Hargrave felt that Stafford had betrayed him over a Chaosium publishing deal, thus "falling through selectively". According to Stafford, Hargrave was later very upset with himself for having created this spell and for his behavior in the situation.

==Notable illustrators==

Phraint vs. Vroat (1979) by Erol Otus (from The Howling Tower)

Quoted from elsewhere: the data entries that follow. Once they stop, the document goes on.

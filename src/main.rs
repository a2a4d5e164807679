use anyhow::{Context, Result};
use chatrelay::cli::{Cli, Commands};
use chatrelay::config::{BackendKind, Settings};
use chatrelay::ingest::Ingestor;
use chatrelay::{init_with_settings, shutdown, utils};
use clap::Parser;
use std::path::PathBuf;
use tokio::fs::File;
use tokio::io::{self, BufReader};
use tracing_subscriber::{layer::SubscriberExt, util::SubscriberInitExt, EnvFilter};

#[tokio::main]
async fn main() -> Result<()> {
    dotenvy::dotenv().ok();
    let cli = Cli::parse();

    let mut settings = Settings::new().context("Failed to load settings")?;
    if let Some(backend) = cli.backend {
        settings.store.backend = backend;
    }

    tracing_subscriber::registry()
        .with(
            EnvFilter::try_from_default_env()
                .unwrap_or_else(|_| EnvFilter::new(&settings.logging.level)),
        )
        .with(tracing_subscriber::fmt::layer().with_writer(std::io::stderr))
        .init();

    if let Err(e) = init_with_settings(&settings).await {
        utils::display::print_error(&format!("Failed to initialize store: {:#}", e));
        return Err(e);
    }

    let result = match cli.command {
        Commands::Ingest { file } => handle_ingest(file).await,
        Commands::Info => handle_info(&settings),
    };

    shutdown().await?;

    result
}

async fn handle_ingest(file: Option<PathBuf>) -> Result<()> {
    let ingestor = Ingestor::new(chatrelay::store()?);

    let report = match file {
        Some(path) => {
            utils::display::print_info(&format!("Reading events from {:?}", path));
            let file = File::open(&path)
                .await
                .with_context(|| format!("Failed to open event file {:?}", path))?;
            ingestor.ingest_lines(BufReader::new(file)).await?
        }
        None => {
            utils::display::print_info("Reading events from stdin (Ctrl+D to finish)");
            ingestor.ingest_lines(BufReader::new(io::stdin())).await?
        }
    };

    utils::display::print_report(&report);
    Ok(())
}

fn handle_info(settings: &Settings) -> Result<()> {
    let store = chatrelay::store()?;

    utils::display::print_header("Store");
    utils::display::print_field("backend", store.backend());
    utils::display::print_field(
        "reads",
        if store.supports_reads() {
            "supported"
        } else {
            "unsupported (write-only backend)"
        },
    );

    match settings.store.backend {
        BackendKind::Remote => {
            utils::display::print_field("channel", &settings.remote.channel);
            utils::display::print_field(
                "timeout",
                &format!("{}s", settings.remote.timeout_secs),
            );
        }
        BackendKind::Local => {
            utils::display::print_field("path", &settings.local.path.display().to_string());
        }
    }

    Ok(())
}
use crate::core::error::{StoreError, StoreResult};
use config::{Config, ConfigError, Environment, File};
use serde::{Deserialize, Serialize};
use std::env;
use std::path::PathBuf;
use std::time::Duration;

pub const URL_VAR: &str = "SUPABASE_URL";
pub const KEY_VAR: &str = "SUPABASE_KEY";

#[derive(Debug, Clone, Serialize, Deserialize)]
pub struct Settings {
    pub store: StoreConfig,
    pub remote: RemoteConfig,
    pub local: LocalConfig,
    pub logging: LoggingConfig,
}

#[derive(Debug, Clone, Copy, PartialEq, Eq, Serialize, Deserialize, clap::ValueEnum)]
#[serde(rename_all = "lowercase")]
pub enum BackendKind {
    Remote,
    Local,
}

#[derive(Debug, Clone, Serialize, Deserialize)]
pub struct StoreConfig {
    pub backend: BackendKind,
}

#[derive(Debug, Clone, Serialize, Deserialize)]
pub struct RemoteConfig {
    /// Fixed channel value written to every row
    pub channel: String,
    pub timeout_secs: u64,
    pub channel_buffer_size: usize,
}

impl RemoteConfig {
    pub fn timeout(&self) -> Duration {
        Duration::from_secs(self.timeout_secs)
    }
}

impl Default for RemoteConfig {
    fn default() -> Self {
        Self {
            channel: "whatsapp".to_string(),
            timeout_secs: 30,
            channel_buffer_size: 64,
        }
    }
}

#[derive(Debug, Clone, Serialize, Deserialize)]
pub struct LocalConfig {
    pub path: PathBuf,
}

#[derive(Debug, Clone, Serialize, Deserialize)]
pub struct LoggingConfig {
    pub level: String,
}

impl Settings {
    pub fn new() -> Result<Self, ConfigError> {
        let config_env = env::var("CONFIG_ENV").unwrap_or_else(|_| "default".to_string());
        let remote = RemoteConfig::default();

        let config = Config::builder()
            .set_default("store.backend", "remote")?
            .set_default("remote.channel", remote.channel)?
            .set_default("remote.timeout_secs", remote.timeout_secs)?
            .set_default("remote.channel_buffer_size", remote.channel_buffer_size as u64)?
            .set_default("local.path", "store/messages.db")?
            .set_default("logging.level", "info")?
            .add_source(File::with_name(&format!("config/{}", config_env)).required(false))
            .add_source(Environment::with_prefix("CHATRELAY").separator("__"))
            .build()?;

        config.try_deserialize()
    }
}

/// Access settings for the remote store, read once at construction
#[derive(Clone)]
pub struct RemoteCredentials {
    pub url: String,
    pub key: String,
}

impl RemoteCredentials {
    /// Both values are required; a missing or empty one fails immediately
    pub fn new(url: Option<String>, key: Option<String>) -> StoreResult<Self> {
        match (
            url.filter(|v| !v.trim().is_empty()),
            key.filter(|v| !v.trim().is_empty()),
        ) {
            (Some(url), Some(key)) => Ok(Self { url, key }),
            _ => Err(StoreError::Config(format!(
                "{} and {} environment variables are required",
                URL_VAR, KEY_VAR
            ))),
        }
    }

    pub fn from_env() -> StoreResult<Self> {
        Self::new(env::var(URL_VAR).ok(), env::var(KEY_VAR).ok())
    }
}

// keeps the key out of logs
impl std::fmt::Debug for RemoteCredentials {
    fn fmt(&self, f: &mut std::fmt::Formatter<'_>) -> std::fmt::Result {
        f.debug_struct("RemoteCredentials")
            .field("url", &self.url)
            .field("key", &"***")
            .finish()
    }
}

#[cfg(test)]
mod tests {
    use super::*;

    #[test]
    fn test_missing_url_fails() {
        let err = RemoteCredentials::new(None, Some("key".to_string())).unwrap_err();
        assert!(matches!(err, StoreError::Config(_)));
    }

    #[test]
    fn test_missing_key_fails() {
        let err = RemoteCredentials::new(Some("https://db.example".to_string()), None).unwrap_err();
        assert!(matches!(err, StoreError::Config(_)));
    }

    #[test]
    fn test_blank_values_count_as_missing() {
        let result = RemoteCredentials::new(Some("".to_string()), Some("  ".to_string()));
        assert!(result.is_err());
    }

    #[test]
    fn test_debug_hides_key() {
        let creds =
            RemoteCredentials::new(Some("https://db.example".to_string()), Some("secret".to_string()))
                .unwrap();
        let rendered = format!("{:?}", creds);
        assert!(rendered.contains("db.example"));
        assert!(!rendered.contains("secret"));
    }

    #[test]
    fn test_default_settings() {
        let settings = Settings::new().unwrap();
        assert_eq!(settings.remote.timeout_secs, 30);
        assert_eq!(settings.remote.channel, "whatsapp");
    }
}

Several notable illustrators worked on Arduin materials at various times over the years, including the following:

- Erol Otus
The first printings of The Arduin Grimoire (specifically, The Arduin Trilogy, Vol. 1) contained artwork by Erol Otus, an artist who would later become known for his illustrations appearing on and in TSR's Dungeons & Dragons publications.
Otus' artwork was later removed from subsequent printings of The Arduin Grimoire.

- Greg Espinoza
Greg Espinoza contributed many of the Arduin covers and interior illustrations (close to 80 pieces) from approximately 1978 to 1981. He drew many of the monster and artifact cards for several of the standalone dungeon modules, and also painted the box art (with airbrushing by Anthony Delgado) for Grimoire Games' The Arduin Adventure. Espinoza has created high-level work for decades via Blackthorne, TSR, Malibu, Eclipse, Antarctic Press, Tundra/Kitchen Sink Press, and Image Comics, among others. His Image Comics graphic novel "Pug" (with Derek McCulloch) was nominated for the 2011 Spinetingler Award, in the category of Best Crime Comic/Graphic Novel. In 2009, he was hired by Emperor's Choice Games to create new cover art for a hardcover reprinting of the original Arduin Grimoire Trilogy.

- Brad Schenck
Brad Schenck (also known as Morno) contributed the cover of Welcome to Skull Tower (AG II). His is also the original design for the Arduin "Shield" now featured by Emperor's Choice Games and Miniatures as their trademark. He also did the cover for The Arduin Adventure rule book.

- Michio Okamura
Michio Okamura was a regular contributor from the earliest volumes of the Arduin books, his distinct woodcut art style was featured on the cover of Dark Dreams (AG VI). Michio would later find employment at Blizzard North where he worked on Diablo and Diablo II.